:: Task input ::
──────────────────────────────

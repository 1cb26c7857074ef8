use chrono::{DateTime, Utc};
use std::collections::HashMap;
use std::sync::Arc;
use tokio::sync::RwLock;
use uuid::Uuid;

use crate::dto::auth_dto::{LoginPayload, LoginResponse};
use crate::error::{Error, Result};
use crate::models::user::{NewUser, Theme, User};
use crate::store::SharedStore;
use crate::utils::crypto::{hash_password, password_matches};
use crate::utils::time::now;
use crate::utils::token::{decode_session_token, issue_session_token, Claims};

pub const ROLE_ADMIN: &str = "admin";

/// Token ids revoked by logout, kept until the token would expire anyway.
#[derive(Clone, Default)]
pub struct SessionRegistry {
    revoked: Arc<RwLock<HashMap<Uuid, DateTime<Utc>>>>,
}

impl SessionRegistry {
    pub fn new() -> Self {
        Self::default()
    }

    pub async fn revoke(&self, jti: Uuid, expires_at: DateTime<Utc>) {
        let mut revoked = self.revoked.write().await;
        let at = now();
        revoked.retain(|_, exp| *exp > at);
        revoked.insert(jti, expires_at);
    }

    pub async fn is_revoked(&self, jti: Uuid) -> bool {
        self.revoked.read().await.contains_key(&jti)
    }
}

#[derive(Clone)]
pub struct AuthService {
    store: SharedStore,
    sessions: SessionRegistry,
    jwt_secret: Arc<str>,
    ttl_hours: i64,
}

impl AuthService {
    pub fn new(
        store: SharedStore,
        sessions: SessionRegistry,
        jwt_secret: &str,
        ttl_hours: i64,
    ) -> Self {
        Self {
            store,
            sessions,
            jwt_secret: Arc::from(jwt_secret),
            ttl_hours,
        }
    }

    pub async fn login(&self, payload: LoginPayload) -> Result<LoginResponse> {
        let invalid = || Error::Unauthorized("Invalid email or password".to_string());
        let user = self
            .store
            .find_user_by_email(payload.email.trim())
            .await?
            .ok_or_else(invalid)?;
        let matches = password_matches(&payload.password, &user.password_hash)?;
        if !matches {
            tracing::warn!(user_id = %user.id, "failed login attempt");
            return Err(invalid());
        }

        let (token, claims) =
            issue_session_token(&self.jwt_secret, user.id, &user.role, self.ttl_hours)?;
        tracing::info!(user_id = %user.id, "user logged in");
        Ok(LoginResponse {
            token,
            expires_at: claims.expires_at(),
            user,
        })
    }

    pub async fn logout(&self, claims: &Claims) {
        self.sessions.revoke(claims.jti, claims.expires_at()).await;
        tracing::info!(user_id = %claims.sub, "session revoked");
    }

    /// Decodes a bearer token and rejects revoked sessions.
    pub async fn authenticate(&self, token: &str) -> Result<Claims> {
        let claims = decode_session_token(&self.jwt_secret, token)?;
        if self.sessions.is_revoked(claims.jti).await {
            return Err(Error::Unauthorized("Session has ended".to_string()));
        }
        Ok(claims)
    }

    pub async fn me(&self, user_id: Uuid) -> Result<User> {
        self.store
            .get_user(user_id)
            .await?
            .ok_or_else(|| Error::NotFound("User not found".to_string()))
    }

    pub async fn theme(&self, user_id: Uuid) -> Result<Theme> {
        Ok(self.me(user_id).await?.theme)
    }

    /// Unknown theme names are stored as dark.
    pub async fn set_theme(&self, user_id: Uuid, theme: &str) -> Result<Theme> {
        let theme = Theme::from_stored(Some(theme));
        let user = self
            .store
            .set_user_theme(user_id, theme)
            .await?
            .ok_or_else(|| Error::NotFound("User not found".to_string()))?;
        Ok(user.theme)
    }

    /// Creates the configured admin account when it does not exist yet.
    pub async fn seed_admin(
        &self,
        email: &str,
        password: &str,
        full_name: &str,
    ) -> Result<Option<User>> {
        if self.store.find_user_by_email(email).await?.is_some() {
            return Ok(None);
        }
        let password_hash = hash_password(password)?;
        let user = self
            .store
            .insert_user(NewUser {
                email: email.trim().to_lowercase(),
                full_name: full_name.to_string(),
                password_hash,
                role: ROLE_ADMIN.to_string(),
            })
            .await?;
        tracing::info!(user_id = %user.id, "admin account seeded");
        Ok(Some(user))
    }
}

──────────────────────────────

:: What this task involves ::
Wherever a line above contains "SessionRegistry", copy that line.

:: Exercise output ::
pub struct SessionRegistry {
impl SessionRegistry {
    sessions: SessionRegistry,
        sessions: SessionRegistry,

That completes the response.